Wild sugar gliders will enter torpor more regularly than their captive counterparts. This is primarily because pet sugar gliders are provided with more than enough food and rarely have to brave cold or rainy weather outdoors. 

What Does Torpor Look Like?

Torpor can be frightening for new, inexperienced sugar glider owners. Often a sugar glider in torpor appears to be sick or even dead. 

A sugar glider in torpor will usually huddle away in its nest or any other dark, warm space available. It may not move when touched or disturbed, and there’s very little you can do to wake a sugar glider other than wait for it to arouse itself.

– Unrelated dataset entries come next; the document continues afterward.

//! PostgreSQL implementation of the probe seam, on tokio-postgres.
//!
//! TLS uses rustls with the webpki root set, extended with the region's CA
//! bundle when one is configured (managed services usually ship their own).

use std::error::Error as StdError;
use std::future::Future;
use std::io;
use std::sync::Arc;
use std::time::Duration;

use async_trait::async_trait;
use rust_decimal::Decimal;
use tokio::task::JoinHandle;
use tokio_postgres::config::SslMode;
use tokio_postgres::error::SqlState;
use tokio_postgres::{Client, Config, NoTls, Row};
use tokio_postgres_rustls::MakeRustlsConnect;
use tracing::debug;

use super::checker::{ConnectionCounts, Connector, DatabaseSize, ServerIdentity, Session, within};
use super::stats::{fixed, from_f64};
use super::types::QueryStat;
use crate::error::{ErrorKind, ProbeError};
use crate::registry::{Endpoint, TlsMode};

/// How long `close` waits for the server to acknowledge termination
const CLOSE_GRACE: Duration = Duration::from_secs(1);

const IDENTITY_SQL: &str = "SELECT pg_backend_pid(), \
     current_setting('server_version'), \
     COALESCE(host(inet_server_addr()), 'local') || ':' || \
     COALESCE(inet_server_port()::text, '-') || '/' || current_database()";

const CACHE_HIT_SQL: &str = "SELECT (sum(blks_hit) * 100.0 / \
     NULLIF(sum(blks_hit) + sum(blks_read), 0))::float8 FROM pg_stat_database";

const CONNECTIONS_SQL: &str = "SELECT \
     count(*) FILTER (WHERE state = 'active'), \
     count(*) FILTER (WHERE state = 'idle'), \
     count(*) \
     FROM pg_stat_activity WHERE datname = current_database()";

const DATABASE_SIZE_SQL: &str = "SELECT pg_database_size(current_database()), \
     pg_size_pretty(pg_database_size(current_database()))";

const TOP_QUERIES_SQL: &str = "SELECT query, calls, total_exec_time::float8, mean_exec_time::float8 \
     FROM pg_stat_statements ORDER BY total_exec_time DESC LIMIT $1";

/// Dials real PostgreSQL servers
pub struct PostgresConnector {
    application_name: String,
}

impl PostgresConnector {
    pub fn new(application_name: impl Into<String>) -> Self {
        Self { application_name: application_name.into() }
    }
}

impl Default for PostgresConnector {
    fn default() -> Self {
        Self::new("regionpulse")
    }
}

#[async_trait]
impl Connector for PostgresConnector {
    async fn connect(&self, endpoint: &Endpoint, timeout: Duration) -> Result<Box<dyn Session>, ProbeError> {
        let mut config = Config::new();
        config
            .host(&endpoint.host)
            .port(endpoint.port)
            .dbname(&endpoint.database)
            .user(&endpoint.user)
            .application_name(&self.application_name)
            .connect_timeout(timeout);
        if let Some(password) = endpoint.password() {
            config.password(password);
        }

        let connect = async {
            match endpoint.tls {
                TlsMode::Disable => {
                    config.ssl_mode(SslMode::Disable);
                    let (client, connection) = config.connect(NoTls).await.map_err(|e| classify(&e))?;
                    Ok::<_, ProbeError>(PgSession::spawn(client, connection))
                }
                TlsMode::Require => {
                    config.ssl_mode(SslMode::Require);
                    let tls = MakeRustlsConnect::new(tls_config(endpoint).await?);
                    let (client, connection) = config.connect(tls).await.map_err(|e| classify(&e))?;
                    Ok::<_, ProbeError>(PgSession::spawn(client, connection))
                }
            }
        };

        let session = within(timeout, "connect", connect).await?;
        Ok(Box::new(session))
    }
}

async fn tls_config(endpoint: &Endpoint) -> Result<rustls::ClientConfig, ProbeError> {
    let mut roots = rustls::RootCertStore::empty();
    roots.extend(webpki_roots::TLS_SERVER_ROOTS.iter().cloned());

    if let Some(path) = &endpoint.ca_cert_path {
        let pem = tokio::fs::read(path).await.map_err(|e| {
            ProbeError::unknown(format!("cannot read CA bundle {}: {e}", path.display()))
        })?;
        for cert in rustls_pemfile::certs(&mut pem.as_slice()) {
            let cert = cert.map_err(|e| ProbeError::unknown(format!("invalid CA bundle: {e}")))?;
            roots
                .add(cert)
                .map_err(|e| ProbeError::unknown(format!("invalid CA certificate: {e}")))?;
        }
    }

    let provider = Arc::new(rustls::crypto::ring::default_provider());
    let config = rustls::ClientConfig::builder_with_provider(provider)
        .with_safe_default_protocol_versions()
        .map_err(|e| ProbeError::unknown(format!("tls setup failed: {e}")))?
        .with_root_certificates(roots)
        .with_no_client_auth();
    Ok(config)
}

/// An open tokio-postgres client plus the task driving its socket
struct PgSession {
    client: Option<Client>,
    driver: Option<JoinHandle<()>>,
}

impl PgSession {
    fn spawn<F>(client: Client, connection: F) -> Self
    where
        F: Future<Output = Result<(), tokio_postgres::Error>> + Send + 'static,
    {
        let driver = tokio::spawn(async move {
            if let Err(e) = connection.await {
                debug!("Connection driver stopped: {}", e);
            }
        });
        Self { client: Some(client), driver: Some(driver) }
    }

    fn client(&self) -> Result<&Client, ProbeError> {
        self.client.as_ref().ok_or_else(|| ProbeError::unknown("session already closed"))
    }

    async fn query_one(&self, sql: &str, params: &[&(dyn tokio_postgres::types::ToSql + Sync)]) -> Result<Row, ProbeError> {
        self.client()?.query_one(sql, params).await.map_err(|e| classify(&e))
    }
}

impl Drop for PgSession {
    fn drop(&mut self) {
        // Dropping the client asks the driver to terminate; the driver gets a
        // short grace period and is aborted after that.
        drop(self.client.take());
        if let Some(driver) = self.driver.take() {
            match tokio::runtime::Handle::try_current() {
                Ok(handle) => {
                    handle.spawn(reap(driver));
                }
                Err(_) => driver.abort(),
            }
        }
    }
}

async fn reap(mut driver: JoinHandle<()>) {
    if tokio::time::timeout(CLOSE_GRACE, &mut driver).await.is_err() {
        driver.abort();
    }
}

fn column<'a, T>(row: &'a Row, idx: usize) -> Result<T, ProbeError>
where
    T: tokio_postgres::types::FromSql<'a>,
{
    row.try_get(idx).map_err(|e| classify(&e))
}

#[async_trait]
impl Session for PgSession {
    async fn identity(&mut self) -> Result<ServerIdentity, ProbeError> {
        let row = self.query_one(IDENTITY_SQL, &[]).await?;
        Ok(ServerIdentity {
            backend_id: column(&row, 0)?,
            server_version: column(&row, 1)?,
            server_identity: column(&row, 2)?,
        })
    }

    async fn round_trip(&mut self) -> Result<(), ProbeError> {
        self.client()?.simple_query("SELECT 1").await.map_err(|e| classify(&e))?;
        Ok(())
    }

    async fn cache_hit_ratio(&mut self) -> Result<Option<f64>, ProbeError> {
        let row = self.query_one(CACHE_HIT_SQL, &[]).await?;
        column(&row, 0)
    }

    async fn connection_counts(&mut self) -> Result<ConnectionCounts, ProbeError> {
        let row = self.query_one(CONNECTIONS_SQL, &[]).await?;
        Ok(ConnectionCounts { active: column(&row, 0)?, idle: column(&row, 1)?, total: column(&row, 2)? })
    }

    async fn database_size(&mut self) -> Result<DatabaseSize, ProbeError> {
        let row = self.query_one(DATABASE_SIZE_SQL, &[]).await?;
        Ok(DatabaseSize { bytes: column(&row, 0)?, pretty: column(&row, 1)? })
    }

    async fn top_queries(&mut self, limit: u32) -> Result<Vec<QueryStat>, ProbeError> {
        let limit = i64::from(limit);
        let rows = self
            .client()?
            .query(TOP_QUERIES_SQL, &[&limit])
            .await
            .map_err(|e| match e.code() {
                // pre-13 servers name the timing columns differently
                Some(code) if *code == SqlState::UNDEFINED_COLUMN => ProbeError::new(
                    ErrorKind::ExtensionUnavailable,
                    "pg_stat_statements version is not supported",
                ),
                _ => classify(&e),
            })?;

        rows.iter()
            .map(|row| {
                let total: f64 = column(row, 2)?;
                let mean: f64 = column(row, 3)?;
                Ok(QueryStat {
                    query: column(row, 0)?,
                    calls: column(row, 1)?,
                    total_time_ms: from_f64(total).unwrap_or_else(|| fixed(Decimal::ZERO)),
                    mean_time_ms: from_f64(mean).unwrap_or_else(|| fixed(Decimal::ZERO)),
                })
            })
            .collect()
    }

    async fn close(mut self: Box<Self>) {
        drop(self.client.take());
        if let Some(driver) = self.driver.take() {
            reap(driver).await;
        }
    }
}

/// Map a driver error onto the probe error taxonomy
fn classify(err: &tokio_postgres::Error) -> ProbeError {
    if let Some(db) = err.as_db_error() {
        return ProbeError::new(classify_sql_state(db.code()), db.message());
    }

    let mut source = err.source();
    while let Some(cause) = source {
        if let Some(io_err) = cause.downcast_ref::<io::Error>() {
            return ProbeError::new(classify_io(io_err), err.to_string());
        }
        source = cause.source();
    }

    if err.is_closed() {
        return ProbeError::new(ErrorKind::NetworkUnreachable, err.to_string());
    }
    ProbeError::unknown(err.to_string())
}

fn classify_sql_state(code: &SqlState) -> ErrorKind {
    if *code == SqlState::INVALID_PASSWORD || *code == SqlState::INVALID_AUTHORIZATION_SPECIFICATION {
        ErrorKind::AuthFailure
    } else if *code == SqlState::INSUFFICIENT_PRIVILEGE {
        ErrorKind::PermissionDenied
    } else if *code == SqlState::UNDEFINED_TABLE
        || *code == SqlState::UNDEFINED_FUNCTION
        || *code == SqlState::UNDEFINED_OBJECT
        || *code == SqlState::OBJECT_NOT_IN_PREREQUISITE_STATE
    {
        ErrorKind::ExtensionUnavailable
    } else {
        ErrorKind::Unknown
    }
}

fn classify_io(err: &io::Error) -> ErrorKind {
    match err.kind() {
        io::ErrorKind::TimedOut | io::ErrorKind::WouldBlock => ErrorKind::Timeout,
        _ => ErrorKind::NetworkUnreachable,
    }
}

How Can I Make Torpor More Comfortable for My Sugar Glider?

Even though torpor isn’t necessary if your pet is kept inside the house most of the time, many sugar glider owners like to mimic at least some of the experiences their pets would have in the wild. 

Keeping your sugar glider in a cool room during the day may trigger torpor, and there are several things you can do to make the process more natural and comfortable: 

  • Make sure your torpor has access to lots of food and water before the winter months.
  • Give your torpor a few options for nests where it can comfortably and quietly enter its state of reduced activity.
  • Don’t disturb your sugar glider while it’s in torpor
  • Try mimicking the day-night cycle sugar gliders would have been exposed to by switching the light off around your pet’s enclosure once the sun sets

What other animals go into torpor?

A variety of animals go into daily torpor to survive poor weather conditions, including birds and mammals.

Some of the animals that most commonly enter torpor are: 

  • Hummingbirds
  • Mice
  • Bats 
  • Skunks
  • Chipmunks
  • Squirrels
  • Raccoons
  • Bears

Often, torpor can happen as part of an animal’s hibernation process, although it still only lasts for a couple of hours.

Conclusion

Although sugar gliders are excellent survivalists and can go into torpor to get through cold, rainy days, many of these cute animals don’t survive the cold despite their best efforts. 

Despite this, torpor still plays a significant role in their survival. It is an essential mechanism within their life cycle, making it an excellent choice to try to mimic the conditions that bring about torpor and encourage your sugar glider to live as similar a life as it would have had outdoors as possible.